It ended precipitously when the world locked down.

Called “the city of stone” due to its two-story houses with turrets dating back to the 17th century, Gjirokastra and a second Albanian town, Berat, were inscribed as a UNESCO Heritage Site in 2005 as “rare examples of an architectural character typical of the Ottoman period.”

Following renovation of the city’s center, Hysen Kodra was among locals who turned their 200-300-year-old houses with wooden facades and stone slabs roofs into a guest lodging. After all, the 700 tourist beds in the city center could hardly accommodate the 120,000 visitors to Gjirokastra the year before the coronavirus pandemic.

“The pandemic cut it abruptly, as if with a knife,” says Kodra, whose 13-room guesthouse on top of a hill stands empty. “Until 2019 we were so good, with more and more visitors every day, and in 2020 all the booked rooms were canceled.”

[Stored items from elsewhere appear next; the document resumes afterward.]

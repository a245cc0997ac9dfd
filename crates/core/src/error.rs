//! Error taxonomy shared by every crate in the workspace

use thiserror::Error;

/// Result alias used across the workspace
pub type Result<T> = std::result::Result<T, Error>;

/// Pipeline error
///
/// Configuration errors are fatal and never retried. Provider, timeout and
/// index errors are local to one stage and are normally absorbed by degrading
/// that stage. Validation errors are the caller's fault.
#[derive(Error, Debug, Clone, PartialEq)]
pub enum Error {
    #[error("Configuration error: {0}")]
    Configuration(String),

    #[error("Provider error ({provider}): {message}")]
    Provider { provider: String, message: String },

    #[error("Validation error: {0}")]
    Validation(String),

    #[error("{operation} timed out after {timeout_ms}ms")]
    Timeout { operation: String, timeout_ms: u64 },

    #[error("Request cancelled")]
    Cancelled,

    #[error("Index error: {0}")]
    Index(String),
}

impl Error {
    pub fn provider(provider: impl Into<String>, message: impl Into<String>) -> Self {
        Self::Provider {
            provider: provider.into(),
            message: message.into(),
        }
    }

    pub fn timeout(operation: impl Into<String>, timeout: std::time::Duration) -> Self {
        Self::Timeout {
            operation: operation.into(),
            timeout_ms: timeout.as_millis() as u64,
        }
    }

    /// Whether the failing stage may be degraded instead of failing the request
    pub fn is_recoverable(&self) -> bool {
        matches!(
            self,
            Self::Provider { .. } | Self::Timeout { .. } | Self::Index(_)
        )
    }

    /// Short label used in logs and metrics
    pub fn kind(&self) -> &'static str {
        match self {
            Self::Configuration(_) => "configuration",
            Self::Provider { .. } => "provider",
            Self::Validation(_) => "validation",
            Self::Timeout { .. } => "timeout",
            Self::Cancelled => "cancelled",
            Self::Index(_) => "index",
        }
    }
}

The 13th-century fortress on the hilltop of the city and the radial-shaped, 17th-century Old Bazaar where tourists walk the cobblestone streets to taste dishes like pasha qofte (meatball) or oshaf (dried figs with sheep's milk), or shop for handicrafts, curtains, carpets, traditional folk costumes and the like are the main attractions in Gjirokastra.

There's also the ethnographic museum located at the former home of the late communist dictator Enver Hoxha and the newly renovated museum devoted to Nobel literature laureate Ismail Kadare.

Tourism in Albania, one of Europe’s poorest countries, brought about 9% of GDP in...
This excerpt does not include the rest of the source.